DISSIPATION OF THE HERBICIDE (14C) DIMETHENAMID UNDER ANAEROBIC AQUATIC CONDITIONS IN FLOODED SOIL MICROCOSMS

Authors: CRAWFORD, JENNIFER - UNIV OF ILLINOIS; SIMS, GERALD; SIMMONS, FREDERICK - UNIV OF ILLINOIS; WAX, LOYD; FREEDMAN, DAVID - UNIV OF ILLINOIS

Submitted to: Journal of Agricultural and Food Chemistry
Publication Type: Peer Reviewed Journal
Publication Acceptance Date: 7/11/2001
Publication Date: N/A
Citation: N/A

Interpretive Summary: The fate of pesticides in anaerobic (absence of oxygen) ecosystems is of key importance in the movement of these substances through the environment. Pesticide registration involves experiments designed to address anaerobic fate. Recent research has shown that not all anaerobic environments are alike, and the fate of pesticides may depend on the specific conditions present in any particular anaerobic environment. In this study, we examined the fate of the herbicide dimethenamid in two commonly occurring anaerobic regimes (nitrate reducing and sulfate reducing) and compared this with the fate of the compound using the standard approach employed for pesticide registration studies (unspecified anaerobic conditions). The results showed that the anaerobic fate of the compound was dependent upon the specific conditions present. Since the standard approach used in pesticide registration studies does not specify any particular anaerobic regime, nor does it involve the rigorous characterization of what conditions are present, it is difficult to apply the results of such registration studies to the anaerobic fate of pesticides in a variety of environments. The impact of this study is the potential for application of the approach employed for pesticide registration or other studies used to characterize or predict the fate of pesticides in the environment. Potential benefits which will be useful to public and private sector scientists, include the possibility of better prediction of pesticide fate and thus enhancement of our ability to manage agricultural systems to reduce contamination of natural waters.

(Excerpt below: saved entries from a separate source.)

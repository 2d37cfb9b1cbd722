//! Restarts crashed actors with a fixed delay and gives up after repeated
//! failures. Also hosts the reboot listener that turns a DEVICE_REBOOT
//! command into a cooperative shutdown.

use std::future::Future;
use std::sync::Arc;
use std::time::Duration;

use log::{error, info, warn};
use tokio::select;
use tokio_util::sync::CancellationToken;

use super::messages::{ActorName, Payload};
use super::registry::MailboxRegistry;

pub const RESTART_DELAY: Duration = Duration::from_secs(5);
pub const MAX_FAILURES: u32 = 3;

/// Runs `start` until it returns cleanly, restarting it after crashes. The
/// failure counter is cumulative over the actor's lifetime; it does not
/// reset after a successful stretch of work.
pub async fn supervise<F, Fut>(
    name: &str,
    cancel: CancellationToken,
    mut start: F,
) -> anyhow::Result<()>
where
    F: FnMut() -> Fut,
    Fut: Future<Output = anyhow::Result<()>>,
{
    let mut failures: u32 = 0;

    loop {
        info!("[supervisor] starting {name}");
        match start().await {
            Ok(()) => {
                info!("[supervisor] {name} stopped cleanly");
                return Ok(());
            }
            Err(e) => {
                failures += 1;
                error!("[supervisor] {name} crashed ({failures}/{MAX_FAILURES}): {e:?}");
                if failures >= MAX_FAILURES {
                    return Err(e.context(format!(
                        "{name} crashed {failures} times, giving up"
                    )));
                }
            }
        }

        select! {
            _ = cancel.cancelled() => {
                warn!("[supervisor] shutdown requested while {name} was down");
                return Ok(());
            }
            _ = tokio::time::sleep(RESTART_DELAY) => {}
        }
    }
}

/// Waits for a DEVICE_REBOOT command and cancels the run token. The service
/// manager is expected to bring the process back up.
pub async fn run_reboot_listener(
    registry: Arc<MailboxRegistry>,
    cancel: CancellationToken,
) -> anyhow::Result<()> {
    let mailbox = registry.mailbox(ActorName::Supervisor)?;
    let mut rx = mailbox.lock().await;

    loop {
        select! {
            _ = cancel.cancelled() => return Ok(()),
            message = rx.recv() => {
                let Some(message) = message else { return Ok(()) };
                match message.payload {
                    Payload::DeviceReboot(reboot) => {
                        info!(
                            "Reboot requested for device {} (command {:?}), shutting down",
                            reboot.device_id, reboot.command_id
                        );
                        cancel.cancel();
                        return Ok(());
                    }
                    other => {
                        warn!("[supervisor] Unhandled message type: {}", other.kind());
                    }
                }
            }
        }
    }
}
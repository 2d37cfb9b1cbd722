//! Deployment identity singleton: the {organization, site, device} triple
//! this gateway acts as. At most one row exists at any time.

use chrono::Utc;
use serde::{Deserialize, Serialize};
use sqlx::Connection;

use super::retry::{with_db_retry, DEFAULT_ATTEMPTS};
use super::{Result, Store};

#[derive(Debug, Clone, PartialEq, Eq, Serialize, Deserialize)]
pub struct DeploymentConfig {
    pub organization_id: String,
    pub site_id: String,
    pub device_id: String,
    #[serde(default, skip_serializing_if = "Option::is_none")]
    pub metadata: Option<serde_json::Value>,
}

impl DeploymentConfig {
    /// Field-level validation; returns every problem found rather than just
    /// the first one.
    pub fn validate(&self) -> std::result::Result<(), Vec<String>> {
        let mut errors = Vec::new();

        if self.organization_id.trim().is_empty() {
            errors.push("organization_id is required and cannot be empty".to_string());
        }
        if self.site_id.trim().is_empty() {
            errors.push("site_id is required and cannot be empty".to_string());
        }
        if self.device_id.trim().is_empty() {
            errors.push("device_id is required and cannot be empty".to_string());
        }
        if !self.organization_id.is_empty() && !self.organization_id.starts_with("org_") {
            errors.push("organization_id should start with 'org_'".to_string());
        }

        if errors.is_empty() {
            Ok(())
        } else {
            Err(errors)
        }
    }
}

impl Store {
    /// Replaces the deployment configuration. The delete and the insert run
    /// in one transaction so the table never holds more than one row.
    pub async fn set_deployment_config(&self, config: &DeploymentConfig) -> Result<()> {
        let metadata = config
            .metadata
            .as_ref()
            .map(serde_json::to_string)
            .transpose()?;
        let metadata = metadata.as_deref();

        with_db_retry("set_deployment_config", DEFAULT_ATTEMPTS, || async move {
            let now = Utc::now();
            let mut conn = self.session().await;
            let mut tx = conn.begin().await?;
            sqlx::query("DELETE FROM deployment_config")
                .execute(&mut *tx)
                .await?;
            sqlx::query(
                "INSERT INTO deployment_config (organization_id, site_id, device_id, \
                 config_metadata, created_at, updated_at) \
                 VALUES (?, ?, ?, ?, ?, ?)",
            )
            .bind(&config.organization_id)
            .bind(&config.site_id)
            .bind(&config.device_id)
            .bind(metadata)
            .bind(now)
            .bind(now)
            .execute(&mut *tx)
            .await?;
            tx.commit().await?;
            Ok(())
        })
        .await
    }

    pub async fn deployment_config(&self) -> Result<Option<DeploymentConfig>> {
        let row = with_db_retry("deployment_config", DEFAULT_ATTEMPTS, || async move {
            let mut conn = self.session().await;
            let row: Option<(String, String, String, Option<String>)> = sqlx::query_as(
                "SELECT organization_id, site_id, device_id, config_metadata \
                 FROM deployment_config ORDER BY created_at DESC LIMIT 1",
            )
            .fetch_optional(&mut *conn)
            .await?;
            Ok(row)
        })
        .await?;

        match row {
            Some((organization_id, site_id, device_id, metadata)) => {
                let metadata = metadata
                    .map(|raw| serde_json::from_str(&raw))
                    .transpose()?;
                Ok(Some(DeploymentConfig {
                    organization_id,
                    site_id,
                    device_id,
                    metadata,
                }))
            }
            None => Ok(None),
        }
    }

    pub async fn deployment_config_count(&self) -> Result<i64> {
        let mut conn = self.session().await;
        let count: (i64,) = sqlx::query_as("SELECT COUNT(id) FROM deployment_config")
            .fetch_one(&mut *conn)
            .await?;
        Ok(count.0)
    }
}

Technical Abstract: Microbial degradation is believed to be the primary means of dimethenamid degradation in aerobic soil; however, the impact of anaerobic microbial activity on dissipation is not known. The objective of the current research was to compare 2 anaerobic metabolism protocols with the protocol recommended by the EPA in order to compare methods for establishing anaerobic conditions in flooded soil and the corresponding effect on 14C-dimethenamid dissipation and biodegradation as related to microbial activity. Sediment-water biometers were prepared with a saturated Sawmill silty clay loam (Cumulic Haplaquoll) and made anaerobic by either glucose pretreatment or N2-sparging. Sparged treatments included No3-+SO42 amendment, unamended, and autoclaved control. Biometers were dosed with radiolabeled and unlabeled dimethensmid and sacrificed in triplicate periodically during a 142-day incubation. Volatile, aqueous, extractable, and bound (unextractable) 14C-residues were characterized using liquid scintillation counting, thin-layer radiochromatography, and soil combustion. Eh, pH, NO3-, SO42-, Fe2+, FeS2, and CH4 were monitored. The most significant terminal fate of dimethenamid-derived 14C was bound residue formation (>50% of applied in all treatments). The activities of denitrifying and sulfate-reducing bacteria resulted in most extensive transformation of dimethenamid, evident by metabolite formation, compared with glucose-treated and unamended biometers. Dissipation and metabolite trends were nearly identical in the 2 treatments that were not amended with terminal electron acceptors. Results demonstrated that in flooded soil, anaerobic microbial activity was largely responsible for dimethenamid degradation and bound residue formation.